Before the news gets too cold, I’d like to point out two excellent articles on Maintenance of Certification (MOC) for the trainees. One of them is a cross-specialty national survey of physician attitudes toward MOC recently published in the October issue of Mayo Clinic Proceedings. The video below encapsulates the findings.
Along with that is a first person article by a doctor undergoing the board recertification examination. You really need to read both to get a clear idea of the history of MOC and the positions taken on it by the boards and rank and file doctors. The real issue for me is whether our profession chooses to settle for “competence” or pursues building a culture of excellence.
I take issue with Cook, et al when they claim “…evidence confirms that physicians cannot self-assess their learning needs.” I think I know pretty well when I need to check the medical literature when I encounter an issue in my field I need to know more about. My opinion about this is well known to all who know me and read my blog. I’ve even been pretty frank about with the American Board of Psychiatry and Neurology (ABPN). I think Part IV of MOC should be rescinded altogether although the ABPN recently notified me and one of the residents that our Delirium Clinical Module was finally approved for MOC credit. However, you’d have a pretty challenging time finding the link by trying to navigate from the ABPN home page URL.

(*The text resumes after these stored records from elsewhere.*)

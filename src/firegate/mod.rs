//! HTTP surface: router, middleware stack, and server loop.

use crate::{cli::globals::GlobalArgs, firebase::FirebaseClient, mail::Mailer};
use anyhow::Result;
use axum::{
    body::Body,
    extract::MatchedPath,
    http::{
        header::{AUTHORIZATION, CONTENT_TYPE},
        HeaderName, HeaderValue, Method, Request,
    },
    routing::{get, post},
    Extension, Router,
};
use std::sync::Arc;
use tokio::net::TcpListener;
use tower::ServiceBuilder;
use tower_http::{
    cors::{Any, CorsLayer},
    request_id::PropagateRequestIdLayer,
    set_header::SetRequestHeaderLayer,
    trace::TraceLayer,
};
use tracing::{info, info_span, Span};
use ulid::Ulid;
use utoipa::OpenApi;

pub(crate) mod handlers;

use self::handlers::{
    forgot_password::{self, __path_forgot_password},
    health::__path_health,
    resend_verification::{self, __path_resend_verification},
    user_login::{self, __path_login},
    user_register::{self, __path_register},
};

#[derive(OpenApi)]
#[openapi(
    paths(health, register, login, forgot_password, resend_verification),
    components(schemas(
        user_register::UserRegister,
        user_login::UserLogin,
        user_login::LoginResponse,
        forgot_password::ForgotPassword,
        resend_verification::ResendVerification
    )),
    tags(
        (name = "firegate", description = "Firebase-delegating authentication API")
    )
)]
struct ApiDoc;

#[must_use]
pub fn openapi() -> utoipa::openapi::OpenApi {
    ApiDoc::openapi()
}

/// Build the application router with the full middleware stack.
#[must_use]
pub fn app(firebase: Arc<FirebaseClient>, mailer: Arc<Mailer>, globals: GlobalArgs) -> Router {
    let cors = CorsLayer::new()
        .allow_headers([CONTENT_TYPE, AUTHORIZATION])
        .allow_methods([Method::GET, Method::POST])
        .allow_origin(Any);

    Router::new()
        .route("/", get(|| async { "🔥" }))
        .route("/register", post(handlers::register))
        .route("/login", post(handlers::login))
        .route("/forget-password", post(handlers::forgot_password))
        .route("/resend-verification", post(handlers::resend_verification))
        .route("/health", get(handlers::health).options(handlers::health))
        .layer(
            ServiceBuilder::new()
                .layer(SetRequestHeaderLayer::if_not_present(
                    HeaderName::from_static("x-request-id"),
                    |_req: &_| HeaderValue::from_str(Ulid::new().to_string().as_str()).ok(),
                ))
                .layer(PropagateRequestIdLayer::new(HeaderName::from_static(
                    "x-request-id",
                )))
                .layer(TraceLayer::new_for_http().make_span_with(make_span))
                .layer(cors)
                .layer(Extension(firebase))
                .layer(Extension(mailer))
                .layer(Extension(globals)),
        )
}

/// Start the server
/// # Errors
/// Return error if failed to start the server
pub async fn new(
    port: u16,
    firebase: Arc<FirebaseClient>,
    mailer: Arc<Mailer>,
    globals: &GlobalArgs,
) -> Result<()> {
    let app = app(firebase, mailer, globals.clone());

    let listener = TcpListener::bind(format!("::0:{port}")).await?;

    info!("Listening on [::]:{}", port);

    axum::serve(listener, app.into_make_service())
        .with_graceful_shutdown(async {
            let _ = tokio::signal::ctrl_c().await;
            info!("Gracefully shutdown");
        })
        .await?;

    Ok(())
}

fn make_span(request: &Request<Body>) -> Span {
    let request_id = request
        .headers()
        .get("x-request-id")
        .and_then(|val| val.to_str().ok())
        .unwrap_or("none");
    let matched_path = request
        .extensions()
        .get::<MatchedPath>()
        .map_or_else(|| request.uri().path(), MatchedPath::as_str);

    info_span!(
        "http.request",
        http.method = %request.method(),
        http.route = matched_path,
        request_id
    )
}

#[cfg(test)]
mod tests {
    use super::*;
    use crate::firebase::{test_support, ServiceAccount};
    use axum::{extract::State, http::StatusCode, response::IntoResponse, Json};
    use chrono::Utc;
    use http_body_util::BodyExt;
    use secrecy::SecretString;
    use serde_json::{json, Value};
    use std::{collections::HashMap, sync::Mutex};
    use tower::ServiceExt;

    fn test_app() -> Router {
        let globals = GlobalArgs::new(
            "my-project".to_string(),
            "https://my-project.firebaseio.com".to_string(),
        );

        app(
            Arc::new(test_support::client()),
            Arc::new(Mailer::in_memory()),
            globals,
        )
    }

    fn post_request(path: &str, body: &str) -> Request<Body> {
        Request::builder()
            .method(Method::POST)
            .uri(path)
            .header(CONTENT_TYPE, "application/json")
            .body(Body::from(body.to_string()))
            .unwrap()
    }

    async fn post_json(app: Router, path: &str, body: &str) -> StatusCode {
        let response = app.oneshot(post_request(path, body)).await.unwrap();

        response.status()
    }

    // In-process double for the provider: identitytoolkit accounts surface,
    // the OAuth token endpoint, and the RTDB role path. A fallback handler
    // dispatches on the path since `accounts:lookup` is not a routable
    // pattern.
    #[derive(Debug, Default)]
    struct StubState {
        roles: Mutex<HashMap<String, String>>,
        oob_requests: Mutex<Vec<String>>,
    }

    async fn stub_handler(
        State(state): State<Arc<StubState>>,
        request: Request<Body>,
    ) -> axum::response::Response {
        let method = request.method().clone();
        let path = request.uri().path().to_string();
        let bytes = axum::body::to_bytes(request.into_body(), usize::MAX)
            .await
            .unwrap();
        let payload: Value = serde_json::from_slice(&bytes).unwrap_or(Value::Null);

        if path == "/token" {
            return Json(json!({ "access_token": "stub-token" })).into_response();
        }

        if path.ends_with("accounts:lookup") {
            let email = payload["email"][0].as_str().unwrap_or_default();
            return match email {
                "verified@example.com" => Json(json!({
                    "users": [{ "localId": "uid-verified", "email": email, "emailVerified": true }]
                }))
                .into_response(),
                "unverified@example.com" => Json(json!({
                    "users": [{ "localId": "uid-unverified", "email": email, "emailVerified": false }]
                }))
                .into_response(),
                _ => (
                    StatusCode::BAD_REQUEST,
                    Json(json!({ "error": { "message": "EMAIL_NOT_FOUND" } })),
                )
                    .into_response(),
            };
        }

        if path.ends_with("accounts:sendOobCode") {
            let email = payload["email"].as_str().unwrap_or_default();
            if email == "missing@example.com" {
                return (
                    StatusCode::BAD_REQUEST,
                    Json(json!({ "error": { "message": "EMAIL_NOT_FOUND" } })),
                )
                    .into_response();
            }

            let request_type = payload["requestType"].as_str().unwrap_or_default();
            state
                .oob_requests
                .lock()
                .unwrap()
                .push(request_type.to_string());

            return Json(json!({
                "oobLink": "https://my-project.firebaseapp.com/?oobCode=abc123"
            }))
            .into_response();
        }

        if path.ends_with("/accounts") && method == Method::POST {
            return Json(json!({ "localId": "uid-new", "email": payload["email"] }))
                .into_response();
        }

        if path.ends_with("/role.json") {
            let uid = path.split('/').nth(2).unwrap_or_default().to_string();

            if method == Method::PUT {
                let role = payload.as_str().unwrap_or_default().to_string();
                state.roles.lock().unwrap().insert(uid, role);
                return Json(payload).into_response();
            }

            let role = state.roles.lock().unwrap().get(&uid).cloned();
            return match role {
                Some(role) => Json(json!(role)).into_response(),
                None => Json(Value::Null).into_response(),
            };
        }

        StatusCode::NOT_FOUND.into_response()
    }

    async fn spawn_stub(state: Arc<StubState>) -> String {
        let stub = Router::new().fallback(stub_handler).with_state(state);

        let listener = TcpListener::bind("127.0.0.1:0").await.unwrap();
        let addr = listener.local_addr().unwrap();

        tokio::spawn(async move {
            axum::serve(listener, stub).await.unwrap();
        });

        format!("http://{addr}")
    }

    /// Application router wired against the in-process provider double,
    /// returning the mailer handle so tests can inspect captured messages.
    async fn stub_app(state: Arc<StubState>) -> (Router, Arc<Mailer>) {
        let base = spawn_stub(state).await;

        let account = ServiceAccount {
            client_email: "firegate@my-project.iam.gserviceaccount.com".to_string(),
            private_key: SecretString::from(test_support::TEST_PRIVATE_KEY.to_string()),
            token_uri: format!("{base}/token"),
        };

        let firebase = FirebaseClient::new(account, "my-project".to_string(), base.clone())
            .unwrap()
            .with_identity_base(format!("{base}/v1"));

        let mailer = Arc::new(Mailer::in_memory());

        let globals = GlobalArgs::new("my-project".to_string(), base);

        (app(Arc::new(firebase), mailer.clone(), globals), mailer)
    }

    #[tokio::test]
    async fn test_login_unverified_email_rejected() {
        let state = Arc::new(StubState::default());
        let (app, mailer) = stub_app(state).await;

        let response = app
            .oneshot(post_request(
                "/login",
                r#"{"email":"unverified@example.com","password":"hunter2"}"#,
            ))
            .await
            .unwrap();

        assert_eq!(response.status(), StatusCode::UNAUTHORIZED);

        let body = response.into_body().collect().await.unwrap().to_bytes();
        assert_eq!(&body[..], b"Email not verified");
        assert!(mailer.captured().is_empty());
    }

    #[tokio::test]
    async fn test_login_verified_email_issues_token() {
        let state = Arc::new(StubState::default());
        state
            .roles
            .lock()
            .unwrap()
            .insert("uid-verified".to_string(), "admin".to_string());
        let (app, _mailer) = stub_app(state).await;

        let response = app
            .oneshot(post_request(
                "/login",
                r#"{"email":"verified@example.com","password":"hunter2"}"#,
            ))
            .await
            .unwrap();

        assert_eq!(response.status(), StatusCode::OK);

        let body = response.into_body().collect().await.unwrap().to_bytes();
        let json: Value = serde_json::from_slice(&body).unwrap();

        assert!(!json["token"].as_str().unwrap().is_empty());
        assert!(json["expires"].as_i64().unwrap() > Utc::now().timestamp());
        assert_eq!(json["role"], "admin");
        assert_eq!(json["user_id"], "uid-verified");
    }

    #[tokio::test]
    async fn test_register_writes_role_and_sends_one_email() {
        let state = Arc::new(StubState::default());
        let (app, mailer) = stub_app(state.clone()).await;

        let response = app
            .oneshot(post_request(
                "/register",
                r#"{"email":"new@example.com","password":"hunter2","role":"admin"}"#,
            ))
            .await
            .unwrap();

        assert_eq!(response.status(), StatusCode::CREATED);

        let body = response.into_body().collect().await.unwrap().to_bytes();
        assert_eq!(&body[..], b"User registered successfully");

        assert_eq!(
            state.roles.lock().unwrap().get("uid-new").map(String::as_str),
            Some("admin")
        );
        assert_eq!(
            *state.oob_requests.lock().unwrap(),
            vec!["VERIFY_EMAIL".to_string()]
        );

        let captured = mailer.captured();
        assert_eq!(captured.len(), 1);
        assert!(captured[0].contains("To: new@example.com"));
        assert!(captured[0].contains("Subject: Verify your email address"));
    }

    #[tokio::test]
    async fn test_forget_password_unknown_email_sends_nothing() {
        let state = Arc::new(StubState::default());
        let (app, mailer) = stub_app(state.clone()).await;

        let response = app
            .oneshot(post_request(
                "/forget-password",
                r#"{"email":"missing@example.com"}"#,
            ))
            .await
            .unwrap();

        assert_eq!(response.status(), StatusCode::INTERNAL_SERVER_ERROR);
        assert!(mailer.captured().is_empty());
        assert!(state.oob_requests.lock().unwrap().is_empty());
    }

    #[tokio::test]
    async fn test_root() {
        let response = test_app()
            .oneshot(Request::builder().uri("/").body(Body::empty()).unwrap())
            .await
            .unwrap();

        assert_eq!(response.status(), StatusCode::OK);
    }

    #[tokio::test]
    async fn test_health() {
        let response = test_app()
            .oneshot(
                Request::builder()
                    .uri("/health")
                    .body(Body::empty())
                    .unwrap(),
            )
            .await
            .unwrap();

        assert_eq!(response.status(), StatusCode::OK);
        assert!(response.headers().contains_key("x-app"));

        let body = response.into_body().collect().await.unwrap().to_bytes();
        let json: serde_json::Value = serde_json::from_slice(&body).unwrap();
        assert_eq!(json["name"], env!("CARGO_PKG_NAME"));
        assert_eq!(json["version"], env!("CARGO_PKG_VERSION"));
    }

    // Malformed bodies must be rejected before any downstream call. A
    // downstream attempt would surface as 500 here, not 400.
    #[tokio::test]
    async fn test_register_malformed_body() {
        assert_eq!(
            post_json(test_app(), "/register", "{not json").await,
            StatusCode::BAD_REQUEST
        );
    }

    #[tokio::test]
    async fn test_login_malformed_body() {
        assert_eq!(
            post_json(test_app(), "/login", "").await,
            StatusCode::BAD_REQUEST
        );
    }

    #[tokio::test]
    async fn test_forget_password_malformed_body() {
        assert_eq!(
            post_json(test_app(), "/forget-password", "42").await,
            StatusCode::BAD_REQUEST
        );
    }

    #[tokio::test]
    async fn test_resend_verification_malformed_body() {
        assert_eq!(
            post_json(test_app(), "/resend-verification", "{not json").await,
            StatusCode::BAD_REQUEST
        );
    }

    #[tokio::test]
    async fn test_register_invalid_email() {
        assert_eq!(
            post_json(
                test_app(),
                "/register",
                r#"{"email":"nope","password":"pw","role":"admin"}"#
            )
            .await,
            StatusCode::BAD_REQUEST
        );
    }

    #[test]
    fn test_openapi_paths() {
        let doc = openapi();
        let paths = doc.paths.paths;

        assert!(paths.contains_key("/register"));
        assert!(paths.contains_key("/login"));
        assert!(paths.contains_key("/forget-password"));
        assert!(paths.contains_key("/resend-verification"));
        assert!(paths.contains_key("/health"));
    }
}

Go ahead, I double dog dare you.
That’s why I’ve put a link to it on my own blog home page. And I suspect that the incentive for using it might be lukewarm now that the ABPN has changed the rules about the clinical module requirement. While they haven’t actually gotten rid of Part IV, they almost have. No one who doesn’t want to work on the PIP Clinical Module actually has to because they can substitute a Feedback Module. Most front line doctors don’t have time to fiddle with the PIP Clinical Modules on the ABPN MOC web site because so many of us are subspecialized it’s virtually impossible to find one which would be meaningful and worth taking time away from our practice for. That’s why we call the PIP Clinical Modules “busywork.” The Delirium Clinical Module is pertinent but why would anyone bother now?
The ABPN technically doesn’t violate the American Board of Medical Specialties (ABMS) insistence on retaining Part IV because Part IV itself remains intact. On the other hand, psychiatrists are probably getting a break from the burdensome and wasteful PIP Clinical Module because, while Part IV is not optional–the PIP Clinical Module is.
Furthermore, I think that our own Clinical Problems in Consultation Psychiatry (CPCP) and our new Psychosomatic Medicine Interest Group (PMIG) case conferences are better ways to implement the principle of lifelong learning than the MOC Part IV or so-called clinical modules. The trainees do excellent work in both. In my opinion, fostering the pursuit of excellence is far more important than settling for competence, which the MOC does a poor job of supporting in any case.
The Cook, et al paper and Dr. Ofri’s piece send fundamentally the same message, which is that the MOC processes are too flawed to accomplish what the boards claim they do–support the principle of lifelong learning. I agree that rank and file physicians and boards would do well to stop the endless debate about the pros and cons of the present form of MOC, agree to scrap the low bar of “competence” and start earnest and honest collaboration on how to support the efforts of doctors in their worthwhile though unsung search for a culture of clinical excellence.
Cook, D. A., et al. (2016). “Physician Attitudes About Maintenance of Certification: A Cross-Specialty National Survey.” Mayo Clin Proc 91(10): 1336-1345.
OBJECTIVES: To determine physicians’ perceptions of current maintenance of certification (MOC) activities and to explore how perceptions vary across specialties, practice characteristics, and physician characteristics, including burnout. PATIENTS AND METHODS: We conducted an Internet and paper survey among a national cross-specialty random sample of licensed US physicians from September 23, 2015, through April 18, 2016. The questionnaire included 13 MOC items, 2 burnout items, and demographic variables. RESULTS: Of 4583 potential respondents, we received 988 responses (response rate 21.6%) closely reflecting the distribution of US physician specialties. Twenty-four percent of physicians (200 of 842) agreed that MOC activities are relevant to their patients, and 15% (122 of 824) felt they are worth the time and effort. Although 27% (223 of 834) perceived adequate support for MOC activities, only 12% (101 of 832) perceived that they are well-integrated in their daily routine and 81% (673 of 835) believed they are a burden. Nine percent (76 of 834) believed that patients care about their MOC status. Forty percent or fewer agreed that various MOC activities contribute to their professional development. Attitudes varied statistically significantly (P<.001) across specialties, but reflected low perceived relevance and value in nearly all specialties. Thirty-eight percent of respondents met criteria for being burned out. We found no association of attitudes toward MOC with burnout, certification status, practice size, rural or urban practice location, compensation model, or time since completion of training. CONCLUSION: Dissatisfaction with current MOC programs is pervasive and not localized to specific sectors or specialties. Unresolved negative perceptions will impede optimal physician engagement in MOC.